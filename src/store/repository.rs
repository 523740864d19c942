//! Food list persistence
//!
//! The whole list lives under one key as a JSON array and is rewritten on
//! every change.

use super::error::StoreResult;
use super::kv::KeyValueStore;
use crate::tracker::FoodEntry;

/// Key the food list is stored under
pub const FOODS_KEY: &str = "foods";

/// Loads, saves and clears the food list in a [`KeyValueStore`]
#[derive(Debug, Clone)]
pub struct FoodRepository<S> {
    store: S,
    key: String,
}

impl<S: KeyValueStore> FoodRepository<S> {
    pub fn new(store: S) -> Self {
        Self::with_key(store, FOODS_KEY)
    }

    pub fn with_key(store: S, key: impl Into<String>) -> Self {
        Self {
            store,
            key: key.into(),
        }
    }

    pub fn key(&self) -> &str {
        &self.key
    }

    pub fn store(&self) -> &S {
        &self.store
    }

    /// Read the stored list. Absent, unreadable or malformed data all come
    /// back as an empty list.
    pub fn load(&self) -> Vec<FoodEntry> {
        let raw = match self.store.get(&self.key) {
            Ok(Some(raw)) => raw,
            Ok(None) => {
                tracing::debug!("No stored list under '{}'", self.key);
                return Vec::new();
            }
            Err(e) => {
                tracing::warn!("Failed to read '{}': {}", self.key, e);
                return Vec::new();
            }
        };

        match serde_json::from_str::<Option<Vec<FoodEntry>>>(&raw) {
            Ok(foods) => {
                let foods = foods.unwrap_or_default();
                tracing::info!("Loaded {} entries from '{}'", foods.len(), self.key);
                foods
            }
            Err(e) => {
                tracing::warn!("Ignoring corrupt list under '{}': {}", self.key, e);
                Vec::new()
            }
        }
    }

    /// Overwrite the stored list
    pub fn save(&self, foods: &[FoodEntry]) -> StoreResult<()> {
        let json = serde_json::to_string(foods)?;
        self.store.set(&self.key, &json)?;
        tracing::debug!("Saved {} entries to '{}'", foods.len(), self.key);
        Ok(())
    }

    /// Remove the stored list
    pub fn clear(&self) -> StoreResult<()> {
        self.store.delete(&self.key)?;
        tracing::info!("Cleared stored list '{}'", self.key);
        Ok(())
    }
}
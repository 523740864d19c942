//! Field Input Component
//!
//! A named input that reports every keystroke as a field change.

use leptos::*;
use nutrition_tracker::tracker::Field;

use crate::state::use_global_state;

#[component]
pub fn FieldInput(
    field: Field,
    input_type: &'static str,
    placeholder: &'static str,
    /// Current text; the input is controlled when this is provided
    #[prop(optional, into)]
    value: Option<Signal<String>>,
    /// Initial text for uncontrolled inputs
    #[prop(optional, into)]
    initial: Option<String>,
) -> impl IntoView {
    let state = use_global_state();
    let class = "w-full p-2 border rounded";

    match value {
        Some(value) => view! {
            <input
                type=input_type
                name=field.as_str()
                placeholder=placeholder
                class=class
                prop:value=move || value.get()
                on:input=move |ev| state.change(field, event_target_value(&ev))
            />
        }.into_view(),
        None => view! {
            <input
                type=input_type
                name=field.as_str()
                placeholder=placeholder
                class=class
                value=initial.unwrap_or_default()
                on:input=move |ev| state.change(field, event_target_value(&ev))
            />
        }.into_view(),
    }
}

━━━━

# Directions
Go through the listing above and return every line where the word "text" occurs.

# Exercise solution
    /// Current text; the input is controlled when this is provided
    /// Initial text for uncontrolled inputs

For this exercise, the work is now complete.